According to the present invention, the following effects can be achieved.

(1) For EPs that have an intermittent charging function, by optimizing the charging rate setting by determining the minimum value per cycle of the voltage waveform, it is possible to use an individual power supply unit without the need for a dust monitor. Optimum adjustment can be made for each case.

(2) In the above, the minimum value per cycle of the voltage waveform is a monotonically decreasing function during normal charging, and the maximum value is in the region where the charging rate is 1/3 or less when reverse ionization occurs.
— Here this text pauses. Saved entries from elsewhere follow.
//! Tools: the trait, the registry, policy, and the built-in set.

pub mod builtin;
pub mod policy;
pub mod registry;
pub mod tool;

pub use policy::{PolicyGate, ToolPolicy};
pub use registry::ToolRegistry;
pub use tool::{Tool, ToolCallResult, ToolContext, ToolKind};
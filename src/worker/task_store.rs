//! Task ledger access — append, patch, and query task records.
//!
//! Status transitions are validated here so the monotonic lifecycle
//! (queued → running → done|failed) holds no matter who writes. Patches are
//! diffed into the append-only event trail, which is kept to a bounded tail.

use std::sync::Arc;

use chrono::Utc;
use tracing::debug;
use uuid::Uuid;

use crate::error::{Error, TaskError};
use crate::store::Store;
use crate::worker::model::{Backend, Task, TaskEvent, TaskOutput, TaskStatus};

/// A partial update to a task record. `None` fields are left untouched.
#[derive(Debug, Default)]
pub struct TaskPatch {
    pub status: Option<TaskStatus>,
    pub backend: Option<Backend>,
    pub result: Option<String>,
    pub result_summary: Option<String>,
    pub error: Option<String>,
    pub retry_increment: u32,
    pub output: Option<TaskOutput>,
}

impl TaskPatch {
    pub fn status(status: TaskStatus) -> Self {
        Self {
            status: Some(status),
            ..Default::default()
        }
    }

    pub fn with_backend(mut self, backend: Backend) -> Self {
        self.backend = Some(backend);
        self
    }

    pub fn with_error(mut self, error: impl Into<String>) -> Self {
        self.error = Some(error.into());
        self
    }

    pub fn with_result(mut self, result: impl Into<String>) -> Self {
        self.result = Some(result.into());
        self
    }
}

/// Ledger wrapper over the store for task records.
pub struct WorkerTaskStore {
    store: Arc<dyn Store>,
    /// Event-trail tail length kept per task.
    max_events: usize,
}

impl WorkerTaskStore {
    pub fn new(store: Arc<dyn Store>, max_events: usize) -> Self {
        Self { store, max_events }
    }

    /// Record a new task in `queued` state.
    pub async fn append(&self, task: &Task) -> Result<(), Error> {
        self.store.insert_task(task).await?;
        debug!(task_id = %task.task_id, worker_id = %task.worker_id, "Task queued");
        Ok(())
    }

    pub async fn get(&self, id: Uuid) -> Result<Option<Task>, Error> {
        Ok(self.store.get_task(id).await?)
    }

    pub async fn list_for_worker(&self, worker_id: Uuid, limit: usize) -> Result<Vec<Task>, Error> {
        Ok(self.store.list_tasks_for_worker(worker_id, limit).await?)
    }

    /// Apply a patch, validating the status transition and appending the
    /// change to the event trail. Returns the updated record.
    pub async fn patch(&self, id: Uuid, patch: TaskPatch) -> Result<Task, Error> {
        let mut task = self
            .store
            .get_task(id)
            .await?
            .ok_or(TaskError::NotFound { id })?;

        let mut status_event = false;
        if let Some(target) = patch.status {
            if target != task.status {
                if !task.status.can_transition_to(target) {
                    return Err(TaskError::InvalidTransition {
                        id,
                        from: task.status.to_string(),
                        to: target.to_string(),
                    }
                    .into());
                }
                task.events
                    .push(TaskEvent::now(target.as_str(), patch.error.clone()));
                status_event = true;
                match target {
                    TaskStatus::Running => task.started_at = Some(Utc::now()),
                    TaskStatus::Done | TaskStatus::Failed => task.ended_at = Some(Utc::now()),
                    TaskStatus::Queued => {}
                }
                task.status = target;
            }
        }

        if patch.retry_increment > 0 {
            task.retry_count += patch.retry_increment;
            task.events.push(TaskEvent::now(
                "retry",
                Some(format!("attempt {}", task.retry_count + 1)),
            ));
        }

        if let Some(backend) = patch.backend {
            if task.backend != Some(backend) {
                task.events
                    .push(TaskEvent::now("backend_selected", Some(backend.to_string())));
                task.backend = Some(backend);
            }
        }
        if let Some(result) = patch.result {
            task.result = Some(result);
        }
        if let Some(summary) = patch.result_summary {
            task.result_summary = Some(summary);
        }
        if let Some(error) = patch.error {
            // Error changes ride along with a status event when there is one;
            // a standalone error update gets its own entry in the trail.
            if !status_event && task.error.as_deref() != Some(error.as_str()) {
                task.events
                    .push(TaskEvent::now("error", Some(error.clone())));
            }
            task.error = Some(error);
        }
        if let Some(output) = patch.output {
            task.output = Some(output);
        }

        // Keep only the newest events once the trail outgrows the cap.
        if task.events.len() > self.max_events {
            let drop = task.events.len() - self.max_events;
            task.events.drain(..drop);
        }

        self.store.update_task(&task).await?;
        Ok(task)
    }
}
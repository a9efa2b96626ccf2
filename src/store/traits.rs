//! Unified `Store` trait — single async interface for worker and task
//! persistence.

use async_trait::async_trait;
use uuid::Uuid;

use crate::error::StoreError;
use crate::worker::model::{Task, Worker};

/// Backend-agnostic persistence for the worker registry and task ledger.
#[async_trait]
pub trait Store: Send + Sync {
    /// Run all pending schema migrations.
    async fn run_migrations(&self) -> Result<(), StoreError>;

    // ── Workers ─────────────────────────────────────────────────────

    async fn insert_worker(&self, worker: &Worker) -> Result<(), StoreError>;

    async fn get_worker(&self, id: Uuid) -> Result<Option<Worker>, StoreError>;

    async fn get_worker_by_name(&self, name: &str) -> Result<Option<Worker>, StoreError>;

    /// Replace the stored record for this worker id.
    async fn update_worker(&self, worker: &Worker) -> Result<(), StoreError>;

    /// Remove the registry record. Workspace files are retained.
    async fn delete_worker(&self, id: Uuid) -> Result<(), StoreError>;

    async fn list_workers(&self) -> Result<Vec<Worker>, StoreError>;

    // ── Tasks ───────────────────────────────────────────────────────

    async fn insert_task(&self, task: &Task) -> Result<(), StoreError>;

    async fn get_task(&self, id: Uuid) -> Result<Option<Task>, StoreError>;

    /// Replace the stored record for this task id.
    async fn update_task(&self, task: &Task) -> Result<(), StoreError>;

    /// Most recent tasks for a worker, newest first.
    async fn list_tasks_for_worker(
        &self,
        worker_id: Uuid,
        limit: usize,
    ) -> Result<Vec<Task>, StoreError>;
}
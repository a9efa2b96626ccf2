//! Tool call dispatch: validate, (re)plan, execute, normalize.
//!
//! One requested call passes through, in order: name lookup, policy check,
//! schema validation (with bounded LLM re-planning for extensions), timed
//! execution, and normalization into the uniform [`ToolCallResult`].

use std::sync::Arc;

use tracing::{debug, warn};

use crate::config::LoopConfig;
use crate::error::{ErrorCode, ToolError};
use crate::llm::{ChatMessage, CompletionRequest, LlmProvider, ToolCall};
use crate::tools::policy::PolicyGate;
use crate::tools::registry::ToolRegistry;
use crate::tools::tool::{Tool, ToolCallResult, ToolContext, ToolKind};

/// Validates and executes one tool call at a time.
pub struct ToolCallDispatcher {
    registry: Arc<ToolRegistry>,
    policy: Arc<PolicyGate>,
    provider: Arc<dyn LlmProvider>,
    replan_attempts: u32,
}

impl ToolCallDispatcher {
    pub fn new(
        registry: Arc<ToolRegistry>,
        policy: Arc<PolicyGate>,
        provider: Arc<dyn LlmProvider>,
        cfg: &LoopConfig,
    ) -> Self {
        Self {
            registry,
            policy,
            provider,
            replan_attempts: cfg.replan_attempts,
        }
    }

    /// Execute one requested call. Never returns `Err`: every failure is a
    /// normalized result the model can read.
    pub async fn execute(&self, call: &ToolCall, ctx: &ToolContext) -> ToolCallResult {
        let Some(tool) = self.registry.get(&call.name).await else {
            return ToolCallResult::error(
                ErrorCode::SkillNotFound,
                format!("tool '{}' is not available", call.name),
            );
        };

        if !self.policy.allowed(ctx.worker_id, &call.name).await {
            return ToolCallResult::error(
                ErrorCode::PolicyBlocked,
                format!("tool '{}' is blocked by policy", call.name),
            );
        }

        let mut args = call.arguments.clone();
        let schema = tool.parameters_schema();

        let mut attempts_left = if tool.kind() == ToolKind::Extension {
            self.replan_attempts
        } else {
            0
        };
        loop {
            match validate_args(&schema, &args) {
                Ok(()) => break,
                Err(validation) => {
                    if attempts_left == 0 {
                        let mut result = ToolCallResult::error(
                            ErrorCode::InvalidArgs,
                            format!("invalid arguments for '{}': {}", call.name, validation.reason),
                        );
                        result.missing_fields = validation.missing_fields;
                        return result;
                    }
                    attempts_left -= 1;
                    debug!(tool = %call.name, "Re-planning arguments after validation failure");
                    match self.replan_args(&tool, &args, &validation.reason).await {
                        Some(replanned) => args = replanned,
                        None => {
                            let mut result = ToolCallResult::error(
                                ErrorCode::InvalidArgs,
                                format!(
                                    "invalid arguments for '{}': {} (re-planning failed)",
                                    call.name, validation.reason
                                ),
                            );
                            result.missing_fields = validation.missing_fields;
                            return result;
                        }
                    }
                }
            }
        }

        let timeout = tool.execution_timeout();
        let executed = tokio::time::timeout(timeout, tool.execute(args, ctx)).await;
        match executed {
            Ok(Ok(value)) => ToolCallResult::from_value(value),
            Ok(Err(e)) => {
                warn!(tool = %call.name, "Tool failed: {e}");
                tool_error_result(&call.name, e)
            }
            Err(_) => ToolCallResult::error(
                ErrorCode::ExecutionTimeout,
                format!("tool '{}' timed out after {timeout:?}", call.name),
            ),
        }
    }

    /// Ask the model to repair invalid arguments, feeding back the validation
    /// error. Returns `None` when the reply is not parseable JSON.
    async fn replan_args(
        &self,
        tool: &Arc<dyn Tool>,
        bad_args: &serde_json::Value,
        reason: &str,
    ) -> Option<serde_json::Value> {
        let prompt = format!(
            "The arguments below for tool '{}' failed validation.\n\
             Schema: {}\n\
             Arguments: {}\n\
             Validation error: {}\n\
             Reply with ONLY the corrected arguments as a JSON object.",
            tool.name(),
            tool.parameters_schema(),
            bad_args,
            reason,
        );
        let request = CompletionRequest::new(vec![
            ChatMessage::system("You repair tool-call arguments. Output a single JSON object."),
            ChatMessage::user(prompt),
        ]);
        let response = self.provider.complete(request).await.ok()?;
        let text = response.text();
        parse_json_object(&text)
    }
}

/// Extract a JSON object from model output, tolerating surrounding prose or
/// code fences.
fn parse_json_object(text: &str) -> Option<serde_json::Value> {
    let trimmed = text.trim();
    if let Ok(v) = serde_json::from_str::<serde_json::Value>(trimmed) {
        if v.is_object() {
            return Some(v);
        }
    }
    let start = trimmed.find('{')?;
    let end = trimmed.rfind('}')?;
    if end <= start {
        return None;
    }
    serde_json::from_str::<serde_json::Value>(&trimmed[start..=end])
        .ok()
        .filter(|v| v.is_object())
}

fn tool_error_result(name: &str, error: ToolError) -> ToolCallResult {
    let code = match &error {
        ToolError::NotFound { .. } => ErrorCode::SkillNotFound,
        ToolError::InvalidArgs { .. } => ErrorCode::InvalidArgs,
        ToolError::Timeout { .. } => ErrorCode::ExecutionTimeout,
        ToolError::NotAuthorized { .. } => ErrorCode::PolicyBlocked,
        ToolError::ExecutionFailed { .. } => ErrorCode::ExecutionError,
    };
    let message = match &error {
        // These variants may carry an empty name when raised by arg helpers.
        ToolError::InvalidArgs { reason, .. } => format!("invalid arguments for '{name}': {reason}"),
        other => other.to_string(),
    };
    ToolCallResult::error(code, message)
}

// ── Schema validation ───────────────────────────────────────────────

struct ValidationFailure {
    reason: String,
    missing_fields: Vec<String>,
}

/// Validate args against a JSON-Schema-like object: required fields present,
/// declared primitive types match. Unknown properties pass through.
fn validate_args(
    schema: &serde_json::Value,
    args: &serde_json::Value,
) -> Result<(), ValidationFailure> {
    let Some(args_map) = args.as_object() else {
        return Err(ValidationFailure {
            reason: "arguments must be a JSON object".to_string(),
            missing_fields: Vec::new(),
        });
    };

    let missing: Vec<String> = schema
        .get("required")
        .and_then(|r| r.as_array())
        .map(|required| {
            required
                .iter()
                .filter_map(|f| f.as_str())
                .filter(|f| !args_map.contains_key(*f))
                .map(String::from)
                .collect()
        })
        .unwrap_or_default();
    if !missing.is_empty() {
        return Err(ValidationFailure {
            reason: format!("missing required fields: {}", missing.join(", ")),
            missing_fields: missing,
        });
    }

    if let Some(properties) = schema.get("properties").and_then(|p| p.as_object()) {
        for (key, value) in args_map {
            let Some(declared) = properties.get(key).and_then(|p| p.get("type")) else {
                continue;
            };
            let Some(expected) = declared.as_str() else {
                continue;
            };
            if !type_matches(expected, value) {
                return Err(ValidationFailure {
                    reason: format!(
                        "field '{key}' should be {expected}, got {}",
                        json_type_name(value)
                    ),
                    missing_fields: Vec::new(),
                });
            }
        }
    }

    Ok(())
}

fn type_matches(expected: &str, value: &serde_json::Value) -> bool {
    match expected {
        "string" => value.is_string(),
        "integer" => value.is_i64() || value.is_u64(),
        "number" => value.is_number(),
        "boolean" => value.is_boolean(),
        "array" => value.is_array(),
        "object" => value.is_object(),
        _ => true,
    }
}

fn json_type_name(value: &serde_json::Value) -> &'static str {
    match value {
        serde_json::Value::Null => "null",
        serde_json::Value::Bool(_) => "boolean",
        serde_json::Value::Number(_) => "number",
        serde_json::Value::String(_) => "string",
        serde_json::Value::Array(_) => "array",
        serde_json::Value::Object(_) => "object",
    }
}

#[cfg(test)]
mod tests {
    use super::*;

    fn schema() -> serde_json::Value {
        serde_json::json!({
            "type": "object",
            "properties": {
                "url": {"type": "string"},
                "count": {"type": "integer"},
                "deep": {"type": "boolean"}
            },
            "required": ["url"]
        })
    }

    #[test]
    fn missing_required_field_reported() {
        let err = validate_args(&schema(), &serde_json::json!({"count": 3})).unwrap_err();
        assert_eq!(err.missing_fields, vec!["url".to_string()]);
    }

    #[test]
    fn type_mismatch_rejected() {
        let err =
            validate_args(&schema(), &serde_json::json!({"url": "x", "count": "three"}))
                .unwrap_err();
        assert!(err.reason.contains("count"));
        assert!(err.missing_fields.is_empty());
    }

    #[test]
    fn valid_args_pass() {
        assert!(validate_args(
            &schema(),
            &serde_json::json!({"url": "https://example.com", "count": 2, "deep": true})
        )
        .is_ok());
    }

    #[test]
    fn unknown_properties_pass_through() {
        assert!(validate_args(&schema(), &serde_json::json!({"url": "x", "extra": 1})).is_ok());
    }

    #[test]
    fn non_object_args_rejected() {
        assert!(validate_args(&schema(), &serde_json::json!("just a string")).is_err());
    }

    #[test]
    fn parse_json_object_handles_fences() {
        let v = parse_json_object("Here you go:\n```json\n{\"url\": \"x\"}\n```").unwrap();
        assert_eq!(v["url"], "x");
        assert!(parse_json_object("no json here").is_none());
        assert!(parse_json_object("[1, 2, 3]").is_none());
    }
}
//! Worker subsystem: identities, the task ledger, and supervised execution.

pub mod auth;
pub mod executor;
pub mod model;
pub mod registry;
pub mod runtime;
pub mod task_store;

pub use auth::{AuthFlow, AuthProvider, AuthState};
pub use executor::{ExecOutcome, ExecRequest, ExecStatus, Executor};
pub use model::{Backend, Task, TaskSource, TaskStatus, Worker, WorkerStatus};
pub use registry::WorkerRegistry;
pub use runtime::{DispatchRequest, WorkerRuntime};
pub use task_store::{TaskPatch, WorkerTaskStore};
Speeding up of control is possible by controlling according to the conditions.

[Brief explanation of the drawing]

Fig. 1 is a diagram showing a configuration example of a power supply used to carry out the method of the present invention, Fig. 2 is a diagram showing a flow of a control method for controlling the power supply, and Fig. 3 is an EP
Figure 4 shows a comparative example between continuous charging and intermittent charging regarding the relationship between the charging state and current/voltage waveform. Figure 4 shows the relationship between the charge rate and dust collection for intermittent charging for each dust condition. 5 is a diagram showing the relationship between the minimum voltage value V _b per cycle at that time and the charging rate, and FIG. 6 is a diagram for explaining an example of a conventional method for setting intermittent charging. 1... Thyristor circuit, 4... EP, 5... Current detector, 6... Voltage detector, 7... Control unit.

Claims (1)

[Claims] 1. In the charging rate control method for an electrostatic precipitator with an intermittent charging function, when charging is normal, the voltage is 1
An electric concentrator characterized in that the charge rate is controlled so that the minimum value per cycle becomes the maximum value, and when reverse ionization occurs, the charge rate is controlled so that the minimum value per cycle of voltage becomes the maximum value. Charge rate control method for dust equipment.